Where is Kant when we need him? In a culture that seems to have a watered-down version of John Stuart Mill’s utilitarianism as its default position, personal liberty and happiness are the moral mantras.
Kant would say that happiness and utility have nothing to do with moral worth. Duty does. Kant does give high priority to liberty or personal autonomy (self-rule); but by his account such freedom may never be used to violate our fundamental duties, expressed in his great categorical imperatives. Such imperatives oblige us never to treat persons as mere means or things and always to act in such a way that our maxim could be a universal law. If it is permissible for me, it must be permissible for all.
It is this principle of universalizability that seems lost in contemporary discourse. About the only place it is practiced, at least ideally, is in sport contests—perhaps because it is only sport that we really take seriously. But in matters of the nation, the church, the economy and the world, moral exceptionalism holds sway. We seem unable to extend the rules we live by to others.
Imagine yourself a university student in Tehran. You hear from U.S. leaders that Iran must never be allowed to have nuclear weapons. This principle is posed by a country that has more nuclear weapons than the rest of the world combined and is allied with the states of Israel, India and Pakistan, all of which hold nuclear weapons. Does that compute? Might you come to distrust, even hate anyone who would hold such a personal “exception” for oneself and one’s friends? The same self-exemption applies to other countries. Is it permissible for the leaders of Gaza to operate under Israel’s principle of “overwhelming force” wherein half of the 1,300 Palestinians killed were women and children? Is it permissible for Israel to use the tactics of directly targeting civilians in the same way that Hamas has done?
Or imagine yourself someone who supports women’s ordination in the Catholic Church. You have seen a prominent priest excommunicated for supporting women’s ordination and a religious sister, noted for her service, generosity and love for the church, similarly excommunicated with a full page of condemnation in her diocesan newspaper. Then you read that the Holy Father has lifted the excommunication of illicitly ordained bishops in the Society of Saint Pius X. This is a group in formal schism, insisting that Vatican II was a handmaid to heresy and false religion. The canon law spin is that those who support women’s ordination do not admit that they are wrong. But look at the letter that the superior general of the Pius X Society wrote. There is not one admission that they were wrong. In fact, it is an assertion that the church was wrong: “Catholic tradition is no longer excommunicated.” This incident triggered outrage because one of the bishops denies the Holocaust. One might also be troubled by the Vatican’s selectivity in the use of excommunication and reconciliation.
Our politics is a parade of exceptionalism. The Republicans are staunch in their resistance to the near trillion dollar package requested by President Obama. Is that based on principle? Then where were their principles when so many of them joined President Bush and the Democrats in giving $700 billion to the banking and Wall Street moguls, all without oversight or transparency? The money seems to have disappeared into thin air.

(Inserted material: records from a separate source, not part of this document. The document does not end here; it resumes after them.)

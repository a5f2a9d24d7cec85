//! Input validation for user-submitted URLs.
//!
//! The download core only accepts links to files hosted on an allow-listed set
//! of hosts (GitHub release assets, tag/branch archives, blob and raw views).
//! Everything else is rejected here, before any network action.
//!
//! # Example
//!
//! ```
//! use ghfetch_core::parser::{InvalidReason, UrlValidator};
//!
//! let validator = UrlValidator::default();
//! let err = validator.validate("   ").unwrap_err();
//! assert_eq!(err.reason(), InvalidReason::Empty);
//! ```

mod error;
mod url;

pub use error::{InvalidReason, MAX_URL_LENGTH, UrlError};
pub use url::{DEFAULT_ALLOWED_HOSTS, DEFAULT_PATH_MARKERS, UrlPolicy, UrlValidator};
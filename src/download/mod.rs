//! Download core: fetch, stream, validate, count.
//!
//! # Features
//!
//! - Per-attempt deadline covering headers and body, with timeout-only retry
//! - Chunked body consumption with determinate or indeterminate progress
//! - Content-type allow-list and size cap, checked before bytes are handed out
//! - Attempt-tagged events; a superseded attempt never reports
//!
//! # Example
//!
//! ```no_run
//! use std::sync::Arc;
//! use ghfetch_core::counter::{DownloadCounter, MemoryStore};
//! use ghfetch_core::download::{Downloader, HttpClient, NoopProgress};
//! use ghfetch_core::DownloaderConfig;
//!
//! # async fn example() -> Result<(), Box<dyn std::error::Error>> {
//! let counter = Arc::new(DownloadCounter::load(Arc::new(MemoryStore::new())).await);
//! let downloader = Downloader::new(
//!     DownloaderConfig::default(),
//!     Arc::new(HttpClient::new()),
//!     counter,
//! )?;
//! let request = downloader.prepare("https://github.com/acme/tool/raw/main/install.sh")?;
//! let artifact = downloader.download(request, &NoopProgress).await?;
//! println!("{}", artifact.filename);
//! # Ok(())
//! # }
//! ```

mod artifact;
mod client;
mod engine;
mod error;
mod events;
mod fetch;
pub mod filename;
mod retry;
mod stream;

pub use artifact::{Artifact, ArtifactPolicy, ValidationError};
pub use client::HttpClient;
pub use engine::{DownloadHandle, DownloadRequest, Downloader};
pub use error::{
    DownloadError, ErrorKind, MSG_EMPTY_INPUT, MSG_INTERRUPTED, MSG_INVALID_INPUT,
    MSG_INVALID_TYPE, MSG_NETWORK, MSG_TIMEOUT, MSG_TOO_LARGE, MSG_UNKNOWN,
};
pub use events::{
    AttemptId, DownloadEvent, DownloadPhase, NoopProgress, PREPARING_LABEL, ProgressFraction,
    ProgressSink, StreamProgress,
};
pub use fetch::{BodyStream, FetchError, FetchResponse, Fetcher};
pub use retry::{FailureType, RetryDecision, RetryPolicy, classify_error};
pub use stream::{StreamError, consume_stream};

// Note: we do NOT define module-local Result aliases.
// Use `Result<T, DownloadError>` explicitly in function signatures.
//! Progress bar driven by download events.

use std::time::Duration;

use ghfetch_core::download::PREPARING_LABEL;
use ghfetch_core::{DownloadEvent, DownloadPhase, StreamProgress};
use indicatif::{ProgressBar, ProgressStyle};

const BAR_TEMPLATE: &str = "{bar:40.cyan/blue} {msg} ({bytes}/{total_bytes})";
const SPINNER_TEMPLATE: &str = "{spinner} {msg} {bytes}";

/// Renders one download: a spinner until the size is known, then a bar.
pub(crate) struct DownloadProgress {
    bar: ProgressBar,
    determinate: bool,
}

impl DownloadProgress {
    /// Creates the display. A hidden display still tracks state.
    pub(crate) fn new(visible: bool) -> Self {
        let bar = if visible {
            ProgressBar::new_spinner()
        } else {
            ProgressBar::hidden()
        };
        bar.set_style(spinner_style());
        bar.set_message(PREPARING_LABEL);
        if visible {
            bar.enable_steady_tick(Duration::from_millis(100));
        }
        Self {
            bar,
            determinate: false,
        }
    }

    pub(crate) fn apply(&mut self, event: &DownloadEvent) {
        match event {
            DownloadEvent::Phase { phase, .. } => self.on_phase(*phase),
            DownloadEvent::Progress(progress) => self.on_progress(progress),
        }
    }

    pub(crate) fn finish(&self) {
        self.bar.finish_and_clear();
    }

    fn on_phase(&mut self, phase: DownloadPhase) {
        match phase {
            // Each attempt restarts from zero bytes.
            DownloadPhase::Requesting => {
                self.determinate = false;
                self.bar.set_style(spinner_style());
                self.bar.set_position(0);
                self.bar.set_message(PREPARING_LABEL);
            }
            DownloadPhase::Retrying => self.bar.set_message("Timed out, retrying..."),
            DownloadPhase::Validating => self.bar.set_message("Verifying..."),
            DownloadPhase::Idle
            | DownloadPhase::Streaming
            | DownloadPhase::Succeeded
            | DownloadPhase::Failed(_) => {}
        }
    }

    fn on_progress(&mut self, progress: &StreamProgress) {
        if let Some(total) = progress.total
            && !self.determinate
        {
            self.determinate = true;
            self.bar.set_style(bar_style());
            self.bar.set_length(total);
        }
        self.bar.set_position(progress.received);
        self.bar.set_message(progress.label());
    }

    #[cfg(test)]
    fn bar(&self) -> &ProgressBar {
        &self.bar
    }
}

fn spinner_style() -> ProgressStyle {
    ProgressStyle::with_template(SPINNER_TEMPLATE).unwrap_or_else(|_| ProgressStyle::default_spinner())
}

fn bar_style() -> ProgressStyle {
    ProgressStyle::with_template(BAR_TEMPLATE).unwrap_or_else(|_| ProgressStyle::default_bar())
}

#[cfg(test)]
mod tests {
    use super::*;
    use ghfetch_core::download::AttemptId;

    fn progress(attempt: u64, received: u64, total: Option<u64>) -> DownloadEvent {
        DownloadEvent::Progress(StreamProgress::new(
            AttemptId::new(attempt),
            received,
            total,
        ))
    }

    fn phase(attempt: u64, phase: DownloadPhase) -> DownloadEvent {
        DownloadEvent::Phase {
            attempt: AttemptId::new(attempt),
            phase,
        }
    }

    #[test]
    fn test_starts_with_preparing_label() {
        let display = DownloadProgress::new(false);
        assert_eq!(display.bar().message(), PREPARING_LABEL);
        assert!(!display.determinate);
    }

    #[test]
    fn test_known_total_switches_to_percentage() {
        let mut display = DownloadProgress::new(false);
        display.apply(&phase(1, DownloadPhase::Requesting));
        display.apply(&phase(1, DownloadPhase::Streaming));
        display.apply(&progress(1, 250, Some(1000)));

        assert!(display.determinate);
        assert_eq!(display.bar().length(), Some(1000));
        assert_eq!(display.bar().position(), 250);
        assert_eq!(display.bar().message(), "25%");
    }

    #[test]
    fn test_unknown_total_keeps_preparing_label() {
        let mut display = DownloadProgress::new(false);
        display.apply(&progress(1, 4096, None));

        assert!(!display.determinate);
        assert_eq!(display.bar().position(), 4096);
        assert_eq!(display.bar().message(), PREPARING_LABEL);
    }

    #[test]
    fn test_new_attempt_resets_position() {
        let mut display = DownloadProgress::new(false);
        display.apply(&progress(1, 600, Some(1000)));
        display.apply(&phase(1, DownloadPhase::Retrying));
        assert_eq!(display.bar().message(), "Timed out, retrying...");

        display.apply(&phase(2, DownloadPhase::Requesting));
        assert!(!display.determinate);
        assert_eq!(display.bar().position(), 0);
        assert_eq!(display.bar().message(), PREPARING_LABEL);
    }

    #[test]
    fn test_validating_phase_message() {
        let mut display = DownloadProgress::new(false);
        display.apply(&progress(1, 10, Some(10)));
        display.apply(&phase(1, DownloadPhase::Validating));
        assert_eq!(display.bar().message(), "Verifying...");
    }
}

Former Senator Tom Daschle, a man to be admired in many ways, has wisely stepped away from the Health and Human Services nomination. He said he was “embarrassed and disappointed” that he failed to pay $128,000 in taxes. Perhaps he thought that would work for him. Does it work for you when you fail to pay taxes? What is more troubling, Daschle made $5 million in the last two years, some of it from the health care industry that he would have been overseeing.
“We will have no lobbyists,” President Obama has said. But now we know there are “waivers.” Daschle was only one. William Lynn, named to serve as deputy secretary of defense, was the top lobbyist for Raytheon, which made a nice $10 billion from armament sales last year. And Treasury Secretary Timothy Geithner not only failed to pay income taxes for five years; as the head of the New York region of the Federal Reserve, he was also one of those in charge of the banking crisis in which we now find ourselves mired.
“Waiver,” of course, is another word for exception to the principle of “no lobbyists.” Immanuel Kant would say that if you are going to announce a principle, you should follow it; and if you do not follow your principles, do not expect others to follow theirs.